EXERCISE INPUT »
BEGIN
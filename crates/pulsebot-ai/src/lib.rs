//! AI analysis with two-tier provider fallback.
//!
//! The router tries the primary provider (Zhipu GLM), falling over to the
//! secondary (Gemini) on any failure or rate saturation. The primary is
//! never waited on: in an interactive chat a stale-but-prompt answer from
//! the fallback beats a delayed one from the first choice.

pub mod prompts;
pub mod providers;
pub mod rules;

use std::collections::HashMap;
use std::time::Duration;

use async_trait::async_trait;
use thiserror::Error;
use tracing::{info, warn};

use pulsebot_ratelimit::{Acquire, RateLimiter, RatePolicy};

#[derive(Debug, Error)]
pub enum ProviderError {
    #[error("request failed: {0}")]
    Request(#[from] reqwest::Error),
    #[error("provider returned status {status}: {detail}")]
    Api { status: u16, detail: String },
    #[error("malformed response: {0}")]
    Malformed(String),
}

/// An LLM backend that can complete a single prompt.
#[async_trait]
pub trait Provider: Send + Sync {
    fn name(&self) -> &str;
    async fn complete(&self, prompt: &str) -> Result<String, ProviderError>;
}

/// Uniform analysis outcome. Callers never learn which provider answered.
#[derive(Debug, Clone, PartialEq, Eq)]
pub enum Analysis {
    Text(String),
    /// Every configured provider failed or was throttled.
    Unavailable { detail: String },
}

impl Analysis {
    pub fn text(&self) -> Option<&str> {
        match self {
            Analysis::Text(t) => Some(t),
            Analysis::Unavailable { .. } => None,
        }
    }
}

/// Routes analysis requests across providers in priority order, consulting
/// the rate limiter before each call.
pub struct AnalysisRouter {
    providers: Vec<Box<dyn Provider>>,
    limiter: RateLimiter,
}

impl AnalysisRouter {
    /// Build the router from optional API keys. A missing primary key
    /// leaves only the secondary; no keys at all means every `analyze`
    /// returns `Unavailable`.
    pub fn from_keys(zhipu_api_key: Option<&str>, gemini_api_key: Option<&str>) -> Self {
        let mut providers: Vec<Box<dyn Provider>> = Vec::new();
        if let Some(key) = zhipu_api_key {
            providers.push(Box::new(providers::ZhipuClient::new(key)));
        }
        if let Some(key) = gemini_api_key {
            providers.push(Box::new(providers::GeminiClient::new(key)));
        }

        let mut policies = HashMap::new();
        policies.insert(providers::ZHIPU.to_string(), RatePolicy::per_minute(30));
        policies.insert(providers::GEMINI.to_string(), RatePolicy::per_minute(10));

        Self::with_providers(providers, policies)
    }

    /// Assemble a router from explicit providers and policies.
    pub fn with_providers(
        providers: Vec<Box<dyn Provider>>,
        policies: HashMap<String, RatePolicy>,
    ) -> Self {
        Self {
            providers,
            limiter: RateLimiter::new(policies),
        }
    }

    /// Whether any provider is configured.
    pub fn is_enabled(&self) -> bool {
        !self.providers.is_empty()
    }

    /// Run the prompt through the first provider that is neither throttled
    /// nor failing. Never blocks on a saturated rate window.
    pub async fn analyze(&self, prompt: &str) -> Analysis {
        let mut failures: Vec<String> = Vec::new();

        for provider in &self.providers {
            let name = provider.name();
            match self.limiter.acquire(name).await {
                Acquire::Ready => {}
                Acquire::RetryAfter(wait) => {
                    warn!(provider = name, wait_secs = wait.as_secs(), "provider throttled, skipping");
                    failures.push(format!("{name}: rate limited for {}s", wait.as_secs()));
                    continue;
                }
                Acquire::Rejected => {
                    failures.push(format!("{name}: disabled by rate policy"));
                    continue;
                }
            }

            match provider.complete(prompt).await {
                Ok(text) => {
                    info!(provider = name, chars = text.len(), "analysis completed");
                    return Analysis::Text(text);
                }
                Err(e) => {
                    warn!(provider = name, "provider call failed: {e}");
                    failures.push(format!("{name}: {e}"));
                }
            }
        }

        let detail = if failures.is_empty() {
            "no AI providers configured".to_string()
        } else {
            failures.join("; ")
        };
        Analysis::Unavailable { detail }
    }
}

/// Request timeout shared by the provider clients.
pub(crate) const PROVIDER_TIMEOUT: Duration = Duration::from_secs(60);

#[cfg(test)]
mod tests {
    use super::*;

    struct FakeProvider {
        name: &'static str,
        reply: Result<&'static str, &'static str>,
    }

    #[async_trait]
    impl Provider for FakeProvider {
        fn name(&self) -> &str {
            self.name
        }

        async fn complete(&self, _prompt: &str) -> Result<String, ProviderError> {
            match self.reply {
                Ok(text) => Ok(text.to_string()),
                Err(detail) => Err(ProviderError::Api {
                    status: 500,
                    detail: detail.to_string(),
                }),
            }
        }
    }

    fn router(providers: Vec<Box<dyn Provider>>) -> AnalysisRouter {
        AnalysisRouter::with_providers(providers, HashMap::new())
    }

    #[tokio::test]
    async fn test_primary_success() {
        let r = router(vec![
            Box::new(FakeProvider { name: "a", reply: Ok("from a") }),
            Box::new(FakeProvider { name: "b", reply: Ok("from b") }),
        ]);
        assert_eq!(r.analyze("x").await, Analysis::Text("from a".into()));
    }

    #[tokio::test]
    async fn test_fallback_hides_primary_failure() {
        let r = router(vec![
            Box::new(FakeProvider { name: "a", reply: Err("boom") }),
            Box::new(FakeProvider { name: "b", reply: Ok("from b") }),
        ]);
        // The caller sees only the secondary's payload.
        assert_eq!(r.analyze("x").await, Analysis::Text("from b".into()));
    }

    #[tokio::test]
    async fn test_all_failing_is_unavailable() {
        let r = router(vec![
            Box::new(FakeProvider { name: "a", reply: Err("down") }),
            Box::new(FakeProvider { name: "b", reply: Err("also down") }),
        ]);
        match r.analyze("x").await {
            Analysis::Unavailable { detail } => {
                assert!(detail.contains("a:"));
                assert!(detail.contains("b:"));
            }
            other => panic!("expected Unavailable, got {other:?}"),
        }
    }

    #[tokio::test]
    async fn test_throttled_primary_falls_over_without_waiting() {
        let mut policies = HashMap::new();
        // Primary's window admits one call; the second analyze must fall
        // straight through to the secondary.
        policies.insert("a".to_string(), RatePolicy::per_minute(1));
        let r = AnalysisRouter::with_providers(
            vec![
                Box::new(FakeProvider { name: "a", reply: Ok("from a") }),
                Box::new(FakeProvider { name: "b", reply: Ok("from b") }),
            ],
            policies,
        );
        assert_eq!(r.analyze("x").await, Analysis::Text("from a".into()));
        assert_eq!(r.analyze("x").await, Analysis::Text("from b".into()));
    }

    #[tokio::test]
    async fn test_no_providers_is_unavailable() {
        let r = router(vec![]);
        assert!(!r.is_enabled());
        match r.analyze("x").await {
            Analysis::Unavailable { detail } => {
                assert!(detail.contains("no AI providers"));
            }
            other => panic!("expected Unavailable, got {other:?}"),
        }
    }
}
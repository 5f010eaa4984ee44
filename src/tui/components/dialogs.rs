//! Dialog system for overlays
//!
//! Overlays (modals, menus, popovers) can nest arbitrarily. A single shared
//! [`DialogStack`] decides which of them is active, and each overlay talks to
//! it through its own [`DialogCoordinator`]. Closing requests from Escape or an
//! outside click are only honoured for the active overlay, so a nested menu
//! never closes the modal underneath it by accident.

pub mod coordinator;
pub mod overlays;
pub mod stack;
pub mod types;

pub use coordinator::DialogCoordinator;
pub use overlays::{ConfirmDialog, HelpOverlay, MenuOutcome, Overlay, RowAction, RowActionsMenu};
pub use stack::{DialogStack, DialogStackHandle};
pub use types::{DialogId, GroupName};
END
TO DO »
Every record is to be repeated exactly as written.

ANSWER TO THIS PROBLEM »
filename crates/pulsebot-ai/src/lib.rs
//! AI analysis with two-tier provider fallback.
//!
//! The router tries the primary provider (Zhipu GLM), falling over to the
//! secondary (Gemini) on any failure or rate saturation. The primary is
//! never waited on: in an interactive chat a stale-but-prompt answer from
//! the fallback beats a delayed one from the first choice.

pub mod prompts;
pub mod providers;
pub mod rules;

use std::collections::HashMap;
use std::time::Duration;

use async_trait::async_trait;
use thiserror::Error;
use tracing::{info, warn};

use pulsebot_ratelimit::{Acquire, RateLimiter, RatePolicy};

#[derive(Debug, Error)]
pub enum ProviderError {
    #[error("request failed: {0}")]
    Request(#[from] reqwest::Error),
    #[error("provider returned status {status}: {detail}")]
    Api { status: u16, detail: String },
    #[error("malformed response: {0}")]
    Malformed(String),
}

/// An LLM backend that can complete a single prompt.
#[async_trait]
pub trait Provider: Send + Sync {
    fn name(&self) -> &str;
    async fn complete(&self, prompt: &str) -> Result<String, ProviderError>;
}

/// Uniform analysis outcome. Callers never learn which provider answered.
#[derive(Debug, Clone, PartialEq, Eq)]
pub enum Analysis {
    Text(String),
    /// Every configured provider failed or was throttled.
    Unavailable { detail: String },
}

impl Analysis {
    pub fn text(&self) -> Option<&str> {
        match self {
            Analysis::Text(t) => Some(t),
            Analysis::Unavailable { .. } => None,
        }
    }
}

/// Routes analysis requests across providers in priority order, consulting
/// the rate limiter before each call.
pub struct AnalysisRouter {
    providers: Vec<Box<dyn Provider>>,
    limiter: RateLimiter,
}

impl AnalysisRouter {
    /// Build the router from optional API keys. A missing primary key
    /// leaves only the secondary; no keys at all means every `analyze`
    /// returns `Unavailable`.
    pub fn from_keys(zhipu_api_key: Option<&str>, gemini_api_key: Option<&str>) -> Self {
        let mut providers: Vec<Box<dyn Provider>> = Vec::new();
        if let Some(key) = zhipu_api_key {
            providers.push(Box::new(providers::ZhipuClient::new(key)));
        }
        if let Some(key) = gemini_api_key {
            providers.push(Box::new(providers::GeminiClient::new(key)));
        }

        let mut policies = HashMap::new();
        policies.insert(providers::ZHIPU.to_string(), RatePolicy::per_minute(30));
        policies.insert(providers::GEMINI.to_string(), RatePolicy::per_minute(10));

        Self::with_providers(providers, policies)
    }

    /// Assemble a router from explicit providers and policies.
    pub fn with_providers(
        providers: Vec<Box<dyn Provider>>,
        policies: HashMap<String, RatePolicy>,
    ) -> Self {
        Self {
            providers,
            limiter: RateLimiter::new(policies),
        }
    }

    /// Whether any provider is configured.
    pub fn is_enabled(&self) -> bool {
        !self.providers.is_empty()
    }

    /// Run the prompt through the first provider that is neither throttled
    /// nor failing. Never blocks on a saturated rate window.
    pub async fn analyze(&self, prompt: &str) -> Analysis {
        let mut failures: Vec<String> = Vec::new();

        for provider in &self.providers {
            let name = provider.name();
            match self.limiter.acquire(name).await {
                Acquire::Ready => {}
                Acquire::RetryAfter(wait) => {
                    warn!(provider = name, wait_secs = wait.as_secs(), "provider throttled, skipping");
                    failures.push(format!("{name}: rate limited for {}s", wait.as_secs()));
                    continue;
                }
                Acquire::Rejected => {
                    failures.push(format!("{name}: disabled by rate policy"));
                    continue;
                }
            }

            match provider.complete(prompt).await {
                Ok(text) => {
                    info!(provider = name, chars = text.len(), "analysis completed");
                    return Analysis::Text(text);
                }
                Err(e) => {
                    warn!(provider = name, "provider call failed: {e}");
                    failures.push(format!("{name}: {e}"));
                }
            }
        }

        let detail = if failures.is_empty() {
            "no AI providers configured".to_string()
        } else {
            failures.join("; ")
        };
        Analysis::Unavailable { detail }
    }
}

/// Request timeout shared by the provider clients.
pub(crate) const PROVIDER_TIMEOUT: Duration = Duration::from_secs(60);

#[cfg(test)]
mod tests {
    use super::*;

    struct FakeProvider {
        name: &'static str,
        reply: Result<&'static str, &'static str>,
    }

    #[async_trait]
    impl Provider for FakeProvider {
        fn name(&self) -> &str {
            self.name
        }

        async fn complete(&self, _prompt: &str) -> Result<String, ProviderError> {
            match self.reply {
                Ok(text) => Ok(text.to_string()),
                Err(detail) => Err(ProviderError::Api {
                    status: 500,
                    detail: detail.to_string(),
                }),
            }
        }
    }

    fn router(providers: Vec<Box<dyn Provider>>) -> AnalysisRouter {
        AnalysisRouter::with_providers(providers, HashMap::new())
    }

    #[tokio::test]
    async fn test_primary_success() {
        let r = router(vec![
            Box::new(FakeProvider { name: "a", reply: Ok("from a") }),
            Box::new(FakeProvider { name: "b", reply: Ok("from b") }),
        ]);
        assert_eq!(r.analyze("x").await, Analysis::Text("from a".into()));
    }

    #[tokio::test]
    async fn test_fallback_hides_primary_failure() {
        let r = router(vec![
            Box::new(FakeProvider { name: "a", reply: Err("boom") }),
            Box::new(FakeProvider { name: "b", reply: Ok("from b") }),
        ]);
        // The caller sees only the secondary's payload.
        assert_eq!(r.analyze("x").await, Analysis::Text("from b".into()));
    }

    #[tokio::test]
    async fn test_all_failing_is_unavailable() {
        let r = router(vec![
            Box::new(FakeProvider { name: "a", reply: Err("down") }),
            Box::new(FakeProvider { name: "b", reply: Err("also down") }),
        ]);
        match r.analyze("x").await {
            Analysis::Unavailable { detail } => {
                assert!(detail.contains("a:"));
                assert!(detail.contains("b:"));
            }
            other => panic!("expected Unavailable, got {other:?}"),
        }
    }

    #[tokio::test]
    async fn test_throttled_primary_falls_over_without_waiting() {
        let mut policies = HashMap::new();
        // Primary's window admits one call; the second analyze must fall
        // straight through to the secondary.
        policies.insert("a".to_string(), RatePolicy::per_minute(1));
        let r = AnalysisRouter::with_providers(
            vec![
                Box::new(FakeProvider { name: "a", reply: Ok("from a") }),
                Box::new(FakeProvider { name: "b", reply: Ok("from b") }),
            ],
            policies,
        );
        assert_eq!(r.analyze("x").await, Analysis::Text("from a".into()));
        assert_eq!(r.analyze("x").await, Analysis::Text("from b".into()));
    }

    #[tokio::test]
    async fn test_no_providers_is_unavailable() {
        let r = router(vec![]);
        assert!(!r.is_enabled());
        match r.analyze("x").await {
            Analysis::Unavailable { detail } => {
                assert!(detail.contains("no AI providers"));
            }
            other => panic!("expected Unavailable, got {other:?}"),
        }
    }
}
repository 5f010eaa4984ee44
filename src/tui/components/dialogs.rs
//! Dialog system for overlays
//!
//! Overlays (modals, menus, popovers) can nest arbitrarily. A single shared
//! [`DialogStack`] decides which of them is active, and each overlay talks to
//! it through its own [`DialogCoordinator`]. Closing requests from Escape or an
//! outside click are only honoured for the active overlay, so a nested menu
//! never closes the modal underneath it by accident.

pub mod coordinator;
pub mod overlays;
pub mod stack;
pub mod types;

pub use coordinator::DialogCoordinator;
pub use overlays::{ConfirmDialog, HelpOverlay, MenuOutcome, Overlay, RowAction, RowActionsMenu};
pub use stack::{DialogStack, DialogStackHandle};
pub use types::{DialogId, GroupName};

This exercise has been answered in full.